• TASK DESCRIPTION: Lines that include the word "Serde" should be copied from the listing that follows.

• DATA TO USE:
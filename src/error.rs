use thiserror::Error;

pub type SejongResult<T> = Result<T, SejongError>;

/// Sejong tagger error
#[derive(Error, Debug)]
#[non_exhaustive]
pub enum SejongError {
    #[error("IO Error: {0}")]
    Io(#[from] std::io::Error),

    #[error("Serde error: {0}")]
    Serde(#[from] serde_json::Error),

    #[error("Model contains no {0} entries")]
    EmptyModel(&'static str),

    #[error("Invalid transition key (expected \"Prev_Next\"): {0}")]
    InvalidTransitionKey(String),

    #[error("Invalid data format: {1} at line {0}")]
    InvalidDataFormat(usize, String),

    #[error("Positive cycle detected while decoding the lattice")]
    CycleDetected,

    #[error("End of sentence (EOS) is not connected to beginning of sentence (BOS)")]
    EosBosDisconnect,
}
//! Train a model from a small corpus and tag through the public API.

use std::io::Write;

use sejong::corpus::read_corpus;
use sejong::prelude::*;
use sejong::train::train;

const CORPUS: &str = "\
뭐\t뭐/Noun
타고\t타/Verb + 고/Eomi
가\t가/Verb

나는\t나/Noun + 는/Josa
사과를\t사과/Noun + 를/Josa
먹었다\t먹/Verb + 었다/Eomi
";

/// Trains on the sample corpus, saves the artifact and loads it back.
fn trained_tagger() -> HmmTagger {
    let mut corpus_file = tempfile::NamedTempFile::new().unwrap();
    corpus_file.write_all(CORPUS.as_bytes()).unwrap();

    let corpus = read_corpus(corpus_file.path(), 0).unwrap();
    let trained = train(&corpus).unwrap();

    let dir = tempfile::tempdir().unwrap();
    let model_path = dir.path().join("model.json");
    trained.save(&model_path).unwrap();

    HmmTagger::from_path(&model_path).unwrap()
}

fn rendered(tagger: &HmmTagger, sentence: &str) -> Vec<(String, String)> {
    tagger
        .tag(sentence)
        .unwrap()
        .into_iter()
        .map(|(morph, tag)| (morph, tagger.tag_name(tag).to_string()))
        .collect()
}

#[test]
fn spaceless_sentence_decodes_to_corpus_tags() {
    let tagger = trained_tagger();
    let tagged = rendered(&tagger, "뭐타고가");

    let joined: String = tagged.iter().map(|(morph, _)| morph.as_str()).collect();
    assert_eq!(joined, "뭐타고가");
    for (_, tag) in &tagged {
        assert!(
            tag == "Noun" || tag == "Verb" || tag == "Eomi" || tag == "Josa",
            "unexpected tag {}",
            tag
        );
    }
    assert_eq!(
        tagged,
        vec![
            ("뭐".to_string(), "Noun".to_string()),
            ("타".to_string(), "Verb".to_string()),
            ("고".to_string(), "Eomi".to_string()),
            ("가".to_string(), "Verb".to_string()),
        ]
    );
}

#[test]
fn corpus_sentence_round_trips() {
    let tagger = trained_tagger();
    assert_eq!(
        rendered(&tagger, "나는 사과를 먹었다"),
        vec![
            ("나".to_string(), "Noun".to_string()),
            ("는".to_string(), "Josa".to_string()),
            ("사과".to_string(), "Noun".to_string()),
            ("를".to_string(), "Josa".to_string()),
            ("먹".to_string(), "Verb".to_string()),
            ("었다".to_string(), "Eomi".to_string()),
        ]
    );
}

#[test]
fn unknown_input_is_inferred_as_noun() {
    let tagger = trained_tagger();
    assert_eq!(
        rendered(&tagger, "abc"),
        vec![("abc".to_string(), "Noun".to_string())]
    );
}

#[test]
fn tagging_is_deterministic_across_loads() {
    let first = trained_tagger().tag("나는 사과를 먹었다").unwrap();
    let second = trained_tagger().tag("나는 사과를 먹었다").unwrap();
    assert_eq!(first, second);
}

#[test]
fn user_dictionary_overrides_the_trained_tables() {
    let mut tagger = trained_tagger();
    tagger.add_user_dictionary("타고", "Noun", 0.0);

    let tagged = rendered(&tagger, "타고");
    assert_eq!(tagged, vec![("타고".to_string(), "Noun".to_string())]);
}

#[test]
fn empty_and_blank_inputs_give_empty_output() {
    let tagger = trained_tagger();
    assert!(tagger.tag("").unwrap().is_empty());
    assert!(tagger.tag(" ").unwrap().is_empty());
}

• EXERCISE OUTPUT:
    #[error("Serde error: {0}")]
    Serde(#[from] serde_json::Error),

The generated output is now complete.